I see only the wood at first. Then he reaches over me with a pink Zippo and holds it as close to the inner wall as he can. Strange, I think, at first—there is writing on the walls. Some of the wood is obscuring it. I reach inside and move a couple of the logs over. I start shaking. He wraps his arms around my torso and squeezes, then leads me backwards to the sofa where I sit. Part of me wants to break away to go look some more, but I feel. I feel too much. If I don’t stop feeling I’m going to explode. Pages of my book—over and over—wall-papered on the inside of the closet like a slap in the face.

“What does it mean?” I ask Isaac.

He shakes his head. “A fan? I don’t know. It’s someone playing games.”

“How did we never notice that before?”

I want to press my fingers into the sides of his face and force him to look at me. I want him to tell me that he hates me, because for some reason he is here as a result of me. But he doesn’t. Nothing he does is encumbered by blame or anger. I wish I could be like that.

“We weren’t looking,” he says. “What else are we not seeing because we aren’t looking?”

“I have to read what’s in there.” I stand up, but Isaac pulls me back.

“It’s Chapter Nine.”

Chapter Nine?

I reach for it in my mind. Then I let it go. Chapter Nine hurts. I wish I hadn’t written it. I tried to get the publishers to take it out of the manuscript before the book went to print. But they felt it was necessary to the story.

The day the book hit shelves, I sat in my white room, holding back my vomit, knowing that everyone was reading Chapter Nine and living my pain. I don’t want to read it, so I stay sitting.

“Chapter Nine is—”

I cut him off.

“I know what it is,” I snap. “But why is it there?”

“Because someone is obsessed with you, Senna.”

“No one knew that was real! Who did you tell?”

I am screaming; so angry I want to throw something large. But the zookeeper didn’t give us anything large to throw. Everything is bolted, sewn into the walls and floors like this is a dollhouse.

“Stop it!” He grabs me, tries to slow me down.

His voice is getting loud. I release mine, too.
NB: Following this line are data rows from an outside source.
/// Everything needed to create a colonist. Colonist creation itself is
/// driven from outside the simulation core.
#[derive(Debug, Clone, Serialize, Deserialize)]
pub struct ColonistSpec {
    pub first_name: String,
    pub last_name: String,
    pub sex: Sex,
    pub age: u32,
    pub career: String,
    pub weight_kg: f32,
    pub height_cm: f32,
    pub hair_color: String,
    pub aerobic_capacity: f32,
}

impl Default for ColonistSpec {
    fn default() -> Self {
        Self {
            first_name: "Alice".into(),
            last_name: "Smith".into(),
            sex: Sex::Female,
            age: 30,
            career: "Eng".into(),
            weight_kg: 70.0,
            height_cm: 170.0,
            hair_color: "Red".into(),
            aerobic_capacity: 1.0,
        }
    }
}

/// Read-only colonist snapshot for display.
#[derive(Debug, Clone, Serialize, Deserialize)]
pub struct ColonistStatus {
    pub name: String,
    pub sex: Sex,
    pub age: u32,
    pub weight_kg: f32,
    pub bmi: f32,
    pub thirst: f32,
    pub bathroom: f32,
    pub hunger: f32,
    pub sleep: f32,
    pub happiness: f32,
    pub assigned_bed: bool,
    pub assigned_job: bool,
    pub days_without_job: u32,
}

/// Read-only component snapshot for display.
#[derive(Debug, Clone, Serialize, Deserialize)]
pub struct ComponentStatus {
    pub name: String,
    pub operational: bool,
    pub condition: f32,
    pub time_since_maintenance: f32,
    pub maintenance_interval: f32,
}
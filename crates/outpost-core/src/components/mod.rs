//! Component definitions for the ECS simulation.
//!
//! Components are pure data structs attached to entities.
//! They have no tick behavior - that lives in systems.

mod habitat;
mod people;

pub use habitat::*;
pub use people::*;
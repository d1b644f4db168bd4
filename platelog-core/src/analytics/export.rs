//! User data export
//!
//! Produces a downloadable snapshot of a user's logged meals and AI
//! requests as either CSV or JSON.

use crate::db::Database;
use crate::error::{Error, Result};
use crate::types::{AiRequest, Meal, User};
use chrono::{DateTime, Utc};
use serde::Serialize;
use std::fmt;
use std::str::FromStr;

/// Output format for the data export endpoint.
#[derive(Debug, Clone, Copy, PartialEq, Eq, Default)]
pub enum ExportFormat {
    Csv,
    #[default]
    Json,
}

impl ExportFormat {
    pub fn content_type(&self) -> &'static str {
        match self {
            ExportFormat::Csv => "text/csv",
            ExportFormat::Json => "application/json",
        }
    }

    pub fn extension(&self) -> &'static str {
        match self {
            ExportFormat::Csv => "csv",
            ExportFormat::Json => "json",
        }
    }
}

impl FromStr for ExportFormat {
    type Err = Error;

    fn from_str(s: &str) -> Result<Self> {
        match s {
            "csv" => Ok(ExportFormat::Csv),
            "json" => Ok(ExportFormat::Json),
            other => Err(Error::InvalidParameter(format!(
                "unknown export format '{}', expected csv or json",
                other
            ))),
        }
    }
}

impl fmt::Display for ExportFormat {
    fn fmt(&self, f: &mut fmt::Formatter<'_>) -> fmt::Result {
        f.write_str(self.extension())
    }
}

/// A rendered export ready to hand to the HTTP layer.
#[derive(Debug, Clone)]
pub struct Export {
    pub format: ExportFormat,
    pub filename: String,
    pub body: String,
}

#[derive(Debug, Serialize)]
struct JsonExport<'a> {
    user_id: &'a str,
    email: &'a str,
    exported_at: DateTime<Utc>,
    meals: &'a [Meal],
    ai_requests: &'a [AiRequest],
}

/// Render a user's full meal and AI request history in the requested
/// format.
pub fn export_user_data(
    db: &Database,
    user: &User,
    format: ExportFormat,
    now: DateTime<Utc>,
) -> Result<Export> {
    let meals = db.list_meals(&user.id)?;
    let requests = db.list_ai_requests(&user.id)?;

    let body = match format {
        ExportFormat::Json => {
            let payload = JsonExport {
                user_id: &user.id,
                email: &user.email,
                exported_at: now,
                meals: &meals,
                ai_requests: &requests,
            };
            serde_json::to_string_pretty(&payload)?
        }
        ExportFormat::Csv => render_csv(&meals),
    };

    let filename = format!(
        "platelog-export-{}.{}",
        now.format("%Y%m%d"),
        format.extension()
    );

    Ok(Export {
        format,
        filename,
        body,
    })
}

fn render_csv(meals: &[Meal]) -> String {
    let mut out = String::from("date,name,calories,protein,carbs,fat\n");
    for meal in meals {
        out.push_str(&format!(
            "{},{},{},{},{},{}\n",
            meal.created_at.to_rfc3339(),
            csv_field(&meal.name),
            csv_number(meal.calories),
            csv_number(meal.protein),
            csv_number(meal.carbs),
            csv_number(meal.fat),
        ));
    }
    out
}

/// Quote a field when it contains a delimiter, quote, or newline.
fn csv_field(value: &str) -> String {
    if value.contains([',', '"', '\n']) {
        format!("\"{}\"", value.replace('"', "\"\""))
    } else {
        value.to_string()
    }
}

fn csv_number(value: Option<f64>) -> String {
    value.map(|v| v.to_string()).unwrap_or_default()
}
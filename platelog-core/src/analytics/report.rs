//! Analytics report assembler
//!
//! Joins the per-user aggregate queries, the day rollups, and the
//! reference provider into the dashboard payload.

use crate::analytics::range::{month_start, AnalyticsRange};
use crate::analytics::reference::{NamedCount, ReferenceData};
use crate::analytics::rollup::{self, ADHERENCE_WINDOW_DAYS};
use crate::db::Database;
use crate::error::Result;
use crate::types::User;
use chrono::{DateTime, Duration, Utc};
use serde::Serialize;

/// AI usage section of the analytics report.
#[derive(Debug, Clone, Serialize)]
pub struct AiUsageReport {
    pub total_requests: i64,
    pub requests_this_month: i64,
    pub gemini_requests: i64,
    pub openai_requests: i64,
    pub average_confidence: f64,
}

/// Nutrition section of the analytics report.
#[derive(Debug, Clone, Serialize)]
pub struct NutritionReport {
    pub total_meals_logged: i64,
    pub average_daily_calories: i64,
    pub calories_this_week: [i64; 7],
    pub protein_this_week: [i64; 7],
    pub carbs_this_week: [i64; 7],
    pub fat_this_week: [i64; 7],
}

/// Goal adherence section of the analytics report.
#[derive(Debug, Clone, Serialize)]
pub struct GoalsReport {
    pub daily_calorie_goal: i64,
    pub days_on_track: i64,
    pub days_total: i64,
    pub streak: i64,
}

/// Recipe section of the analytics report.
#[derive(Debug, Clone, Serialize)]
pub struct RecipesReport {
    pub total_saved: i64,
    pub favorite_cuisines: Vec<NamedCount>,
    pub most_cooked: Vec<NamedCount>,
}

/// Complete per-user analytics payload.
#[derive(Debug, Clone, Serialize)]
pub struct AnalyticsReport {
    pub range: String,
    pub ai_usage: AiUsageReport,
    pub nutrition: NutritionReport,
    pub goals: GoalsReport,
    pub recipes: RecipesReport,
}

/// Assemble the analytics report for a user.
///
/// The range scopes the scalar totals only. The weekly series always
/// covers the trailing seven days and goal adherence always covers the
/// trailing thirty, both ending on `now`'s UTC day.
pub fn build_report(
    db: &Database,
    reference: &dyn ReferenceData,
    user: &User,
    range: AnalyticsRange,
    now: DateTime<Utc>,
) -> Result<AnalyticsReport> {
    let since = range.start(now);

    let meal_totals = db.meal_totals(&user.id, since)?;
    let ai_totals = db.ai_usage_totals(&user.id, since)?;
    let requests_this_month = db.ai_requests_since(&user.id, month_start(now))?;

    // One grouped query feeds both the weekly series and goal adherence
    let rollup_start = now - Duration::days(ADHERENCE_WINDOW_DAYS);
    let days = db.daily_nutrient_totals(&user.id, rollup_start)?;
    let series = rollup::weekly_series(&days, now);

    let goal = user.settings.daily_calorie_goal();
    let progress = rollup::goal_progress(&days, goal, now);

    let total_saved = db.recipe_favorite_count(&user.id)?;

    Ok(AnalyticsReport {
        range: range.as_str().to_string(),
        ai_usage: AiUsageReport {
            total_requests: ai_totals.total_requests,
            requests_this_month,
            gemini_requests: ai_totals.gemini_requests,
            openai_requests: ai_totals.openai_requests,
            average_confidence: round2(ai_totals.avg_confidence),
        },
        nutrition: NutritionReport {
            total_meals_logged: meal_totals.meal_count,
            average_daily_calories: meal_totals.avg_calories.round() as i64,
            calories_this_week: series.calories,
            protein_this_week: series.protein,
            carbs_this_week: series.carbs,
            fat_this_week: series.fat,
        },
        goals: GoalsReport {
            daily_calorie_goal: goal,
            days_on_track: progress.days_on_track,
            // Display clamp only; adherence math above uses the raw count
            days_total: progress.days_total.max(1),
            streak: progress.streak,
        },
        recipes: RecipesReport {
            total_saved,
            favorite_cuisines: reference.favorite_cuisines(&user.id),
            most_cooked: reference.most_cooked(&user.id),
        },
    })
}

fn round2(value: f64) -> f64 {
    (value * 100.0).round() / 100.0
}
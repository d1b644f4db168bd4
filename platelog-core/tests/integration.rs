//! End-to-end integration tests: seed a database through the public API
//! and assemble full reports from it.

use chrono::{Duration, Utc};
use platelog_core::analytics::{
    build_admin_stats, build_admin_user_page, build_report, export_user_data, AnalyticsRange,
    ExportFormat, PageParams, PlaceholderReference,
};
use platelog_core::{AiProvider, AiRequest, Database, Meal, SubscriptionTier, User};

fn open_db() -> Database {
    let db = Database::open_in_memory().expect("open db");
    db.migrate().expect("migrate");
    db
}

fn meal(user_id: &str, calories: f64, days_ago: i64) -> Meal {
    let mut m = Meal::new(user_id, "meal");
    m.calories = Some(calories);
    m.protein = Some(35.0);
    m.carbs = Some(55.0);
    m.fat = Some(22.0);
    m.created_at = Utc::now() - Duration::days(days_ago);
    m
}

#[test]
fn test_database_persists_across_reopen() {
    let dir = tempfile::tempdir().expect("tempdir");
    let path = dir.path().join("data.db");

    let user = User::new("persist@example.com");
    {
        let db = Database::open(&path).expect("open");
        db.migrate().expect("migrate");
        db.upsert_user(&user).expect("upsert");
        db.insert_meal(&meal(&user.id, 640.0, 0)).expect("insert");
    }

    let db = Database::open(&path).expect("reopen");
    db.migrate().expect("migrate is idempotent");
    let loaded = db.get_user(&user.id).expect("query").expect("found");
    assert_eq!(loaded.email, "persist@example.com");

    let totals = db
        .meal_totals(&user.id, Utc::now() - Duration::days(1))
        .expect("totals");
    assert_eq!(totals.meal_count, 1);
}

#[test]
fn test_full_report_from_seeded_week() {
    let db = open_db();
    let now = Utc::now();
    let user = User::new("week@example.com");
    db.upsert_user(&user).expect("upsert");

    // Goal 2000 with a fully on-track trailing week
    let calories = [1920.0, 1780.0, 2100.0, 1850.0, 1950.0, 1720.0, 1890.0];
    for (i, c) in calories.iter().enumerate() {
        db.insert_meal(&meal(&user.id, *c, 6 - i as i64)).expect("insert");
    }

    let mut req = AiRequest::new(&user.id, AiProvider::Gemini);
    req.confidence = Some(0.92);
    req.created_at = now;
    db.insert_ai_request(&req).expect("insert request");

    let report = build_report(&db, &PlaceholderReference, &user, AnalyticsRange::Week, now)
        .expect("report");

    assert_eq!(report.range, "week");
    assert_eq!(report.nutrition.total_meals_logged, 7);
    assert_eq!(
        report.nutrition.calories_this_week,
        [1920, 1780, 2100, 1850, 1950, 1720, 1890]
    );
    assert_eq!(report.goals.days_on_track, 7);
    assert_eq!(report.goals.days_total, 7);
    assert_eq!(report.goals.streak, 7);
    assert_eq!(report.ai_usage.total_requests, 1);
    assert_eq!(report.ai_usage.gemini_requests, 1);

    // Wider ranges never shrink any total
    let month = build_report(&db, &PlaceholderReference, &user, AnalyticsRange::Month, now)
        .expect("report");
    let all = build_report(&db, &PlaceholderReference, &user, AnalyticsRange::All, now)
        .expect("report");
    assert!(month.nutrition.total_meals_logged >= report.nutrition.total_meals_logged);
    assert!(all.nutrition.total_meals_logged >= month.nutrition.total_meals_logged);
    assert!(all.ai_usage.total_requests >= month.ai_usage.total_requests);
}

#[test]
fn test_report_serializes_with_expected_keys() {
    let db = open_db();
    let user = User::new("shape@example.com");
    db.upsert_user(&user).expect("upsert");

    let report = build_report(
        &db,
        &PlaceholderReference,
        &user,
        AnalyticsRange::Month,
        Utc::now(),
    )
    .expect("report");

    let value = serde_json::to_value(&report).expect("serialize");
    for key in ["range", "ai_usage", "nutrition", "goals", "recipes"] {
        assert!(value.get(key).is_some(), "missing key {}", key);
    }
    assert_eq!(value["nutrition"]["calories_this_week"].as_array().map(Vec::len), Some(7));
    assert_eq!(value["goals"]["days_total"], 1);
}

#[test]
fn test_admin_stats_and_pagination() {
    let db = open_db();
    let now = Utc::now();

    for i in 0..25 {
        let mut user = User::new(&format!("user-{:02}@example.com", i));
        user.created_at = now - Duration::days(i);
        if i % 5 == 0 {
            user.subscription_tier = SubscriptionTier::Premium;
        }
        user.last_login = Some(now - Duration::days(i));
        db.upsert_user(&user).expect("upsert");
    }

    let stats = build_admin_stats(&db, &PlaceholderReference, now).expect("stats");
    assert_eq!(stats.users.total, 25);
    assert_eq!(stats.users.premium, 5);
    assert_eq!(stats.users.active_last_30_days, 25);
    assert!(stats.revenue.monthly > 0.0);
    assert!((stats.revenue.annualized - stats.revenue.monthly * 12.0).abs() < 0.01);

    // page=2, limit=10 covers creation ranks 11 through 20
    let page = build_admin_user_page(&db, PageParams::new(2, 10), now).expect("page");
    assert_eq!(page.total, 25);
    assert_eq!(page.users.len(), 10);
    assert_eq!(page.users[0].email, "user-10@example.com");
    assert_eq!(page.users[9].email, "user-19@example.com");

    // Out-of-range parameters clamp instead of erroring
    let clamped = build_admin_user_page(&db, PageParams::new(0, 1000), now).expect("page");
    assert_eq!(clamped.page, 1);
    assert_eq!(clamped.users.len(), 25);
}

#[test]
fn test_export_round_trip() {
    let db = open_db();
    let user = User::new("roundtrip@example.com");
    db.upsert_user(&user).expect("upsert");
    db.insert_meal(&meal(&user.id, 480.0, 0)).expect("insert");

    let json = export_user_data(&db, &user, ExportFormat::Json, Utc::now()).expect("export");
    let value: serde_json::Value = serde_json::from_str(&json.body).expect("parse");
    assert_eq!(value["meals"][0]["calories"], 480.0);

    let csv = export_user_data(&db, &user, ExportFormat::Csv, Utc::now()).expect("export");
    assert_eq!(csv.body.lines().count(), 2);
}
If he’s going to yell I’m going to yell louder.

“Then why are you here?” I punch his chest with both of my fists.

He sits down abruptly. It throws me off. I was all geared up to fight.

“You’ve said those words to me so many times I’ve lost count. But this time it’s not my choice. I want to be with my wife. Planning for our baby. Not locked up like a prisoner with you. I don’t want to be with you.”

His words hurt so bad. My pride keeps my knees stiff, otherwise I would have buckled from the pain. I watch him walk up the stairs, my heart pounding to the beat of his anger. I guess I was wrong about him. I was wrong about so many things with regard to him.

I am wrapped in my cocoon again when Isaac comes up with dinner. He brings two plates and sets them on the floor by the fire before unwrapping me.